Chronic HIV infection results in exhaustion of the immune system, a phenomenon characterized by dysfunctional HIV-specific killer T cells. The exhausted T cells display inhibitory proteins on their surface, and scientists hope to be able to restore immune function by interfering with the negative signals transmitted by such proteins. A study published on December 3rd in PLOS Pathogens suggests that one such strategy blocking the PD-1/PD-L1 pathway works, but only when the overall HIV load is low and regulatory T cells cooperate.
Interaction between the PD-1 protein found on killer T cells and its binding partner PD-1L is one hallmark of immune exhaustion, and interfering with this interaction a potential strategy to overcome it. Based on promising pre-clinical studies, therapeutic trials blocking PD-L1 in HIV-infected patients have started. Besides dampening the response of exhausted killer T cells, however, the PD1/PD-1L pathway also plays a role in the function of regulatory T (or Treg) cells, which themselves suppress the immune response to HIV infection.
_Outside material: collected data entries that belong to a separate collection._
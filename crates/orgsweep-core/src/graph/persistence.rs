//! Snapshot persistence
//!
//! The graph is the only persisted artifact of a run: loaded once at start,
//! written once at the end (atomic temp-file-then-rename) for audit/resume.

use std::fs;
use std::path::Path;

use crate::graph::errors::GraphError;
use crate::graph::types::ResourceGraph;

pub fn load_snapshot(path: &Path) -> Result<ResourceGraph, GraphError> {
    let content = fs::read_to_string(path).map_err(|source| GraphError::SnapshotIo {
        path: path.display().to_string(),
        source,
    })?;

    serde_json::from_str(&content).map_err(|e| GraphError::SnapshotParse {
        path: path.display().to_string(),
        message: e.to_string(),
    })
}

fn cleanup_temp_file(temp_file: &Path, original_error: &std::io::Error) {
    if let Err(cleanup_err) = fs::remove_file(temp_file) {
        tracing::warn!(
            event = "core.graph.temp_file_cleanup_failed",
            temp_file = %temp_file.display(),
            original_error = %original_error,
            cleanup_error = %cleanup_err,
            message = "Failed to clean up temp file after snapshot write error"
        );
    }
}

pub fn save_snapshot(graph: &ResourceGraph, path: &Path) -> Result<(), GraphError> {
    let json = serde_json::to_string_pretty(graph).map_err(|e| {
        tracing::error!(
            event = "core.graph.serialization_failed",
            error = %e,
            message = "Failed to serialize resource graph to JSON"
        );
        GraphError::SnapshotSerialize {
            message: e.to_string(),
        }
    })?;

    let temp_file = path.with_extension("json.tmp");

    // Write to temp file
    if let Err(e) = fs::write(&temp_file, &json) {
        cleanup_temp_file(&temp_file, &e);
        return Err(GraphError::SnapshotIo {
            path: temp_file.display().to_string(),
            source: e,
        });
    }

    // Rename temp file to final location
    if let Err(e) = fs::rename(&temp_file, path) {
        cleanup_temp_file(&temp_file, &e);
        return Err(GraphError::SnapshotIo {
            path: path.display().to_string(),
            source: e,
        });
    }

    tracing::info!(
        event = "core.graph.snapshot_saved",
        path = %path.display()
    );

    Ok(())
}
//! Shared delete-call semantics.

use tracing::{error, info};

use crate::api::client::ApiClient;

/// Issue a delete and report whether the resource is gone.
///
/// 404 is treated identically to success: the resource was already absent,
/// which is the state the caller wanted. Any other failure is logged and the
/// caller is expected to retain the entity in the graph; deletes are never
/// retried here.
pub fn api_delete(client: &dyn ApiClient, url: &str, resource: &str) -> bool {
    match client.delete(url) {
        Ok(resp) if resp.is_success() => {
            info!(event = "core.api.delete_completed", resource = resource);
            true
        }
        Ok(resp) if resp.is_not_found() => {
            info!(
                event = "core.api.delete_already_gone",
                resource = resource,
                message = "Resource was not found; it's already gone"
            );
            true
        }
        Ok(resp) => {
            error!(
                event = "core.api.delete_failed",
                resource = resource,
                status = resp.status,
                body = %resp.text()
            );
            false
        }
        Err(e) => {
            error!(
                event = "core.api.delete_error",
                resource = resource,
                error = %e
            );
            false
        }
    }
}

#[cfg(test)]
mod tests {
    use super::*;
    use crate::api::testing::FakeClient;

    #[test]
    fn test_delete_success() {
        let client = FakeClient::new().on_delete("apis/p1", 204, b"");
        assert!(api_delete(&client, "https://x/v1/organizations/o/apis/p1", "proxy p1"));
    }

    #[test]
    fn test_delete_not_found_is_success() {
        let client = FakeClient::new().on_delete("apis/p1", 404, b"{}");
        assert!(api_delete(&client, "https://x/v1/organizations/o/apis/p1", "proxy p1"));
    }

    #[test]
    fn test_delete_failure_is_reported_not_retried() {
        let client = FakeClient::new().on_delete("apis/p1", 500, b"boom");
        assert!(!api_delete(&client, "https://x/v1/organizations/o/apis/p1", "proxy p1"));
        // Exactly one attempt
        assert_eq!(client.deletes_containing("apis/p1"), 1);
    }
}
Given these complex interactions, Andreas Meyerhans and Jordi Argilaguet, both from the Pompeu Fabra University in Barcelona, Spain, and colleagues argue that it is important to understand the consequences for Treg cells of blocking PD-L1. In this study, the researchers investigated the impact of such blockage on cells from HIV-infected individuals. They isolated blood cells from HIV-positive patients on antiretroviral therapy and at different stages of disease progression, as well as cells from non-infected individuals. They also studied cells taken from HIV-infected individuals before and after they started antiretroviral therapy, and before and after treatment interruptions.
They found that PD-L1 blockade had no effect on the ability of Treg cells to suppress the immune response, regardless of which donor the cells came from. In contrast, PD-L1 blockade increased the capacity of Treg cells to multiply (and hence their overall numbers), but only in cells from patients with viremia, i.e. those that had detectable virus in their blood. In addition, they found that PD-L1 blockade increased virus production in the cell culture from such patients. The higher virus numbers were related to the increase in Treg cell frequencies, suggesting that immune suppression by Treg cells plays a role in virus expansion upon PD-L1 blockade.
Unlike the differential effect on Treg cell proliferation following PD-L1 blockage, the researchers observed an increase in the proliferation of killer T cells from all HIV study groups, regardless of their viral load. Based on these ex vivo experiments (in cells isolated from patients and then exposed to PD-L1 blocking agents outside of the body), they predict that when actual patients are given PD-L1 blocking agents, their viral load at the time will influence the "net" outcome, i.e., whether the blockage boosts or weakens the overall anti-HIV immune response.
While they say their findings support the rationale to combine a PD-L1 blockade with antiretroviral treatment to restore effector responses in HIV infected individuals, the researchers also suggest that the observed differential and plasma viremia dependent gain of Treg cell proliferation and overall suppressive function upon PD-L1 blockade has direct consequences for patient selection to enter clinical trials targeting the PD-1/PD-L1 signaling pathway and treatment modalities.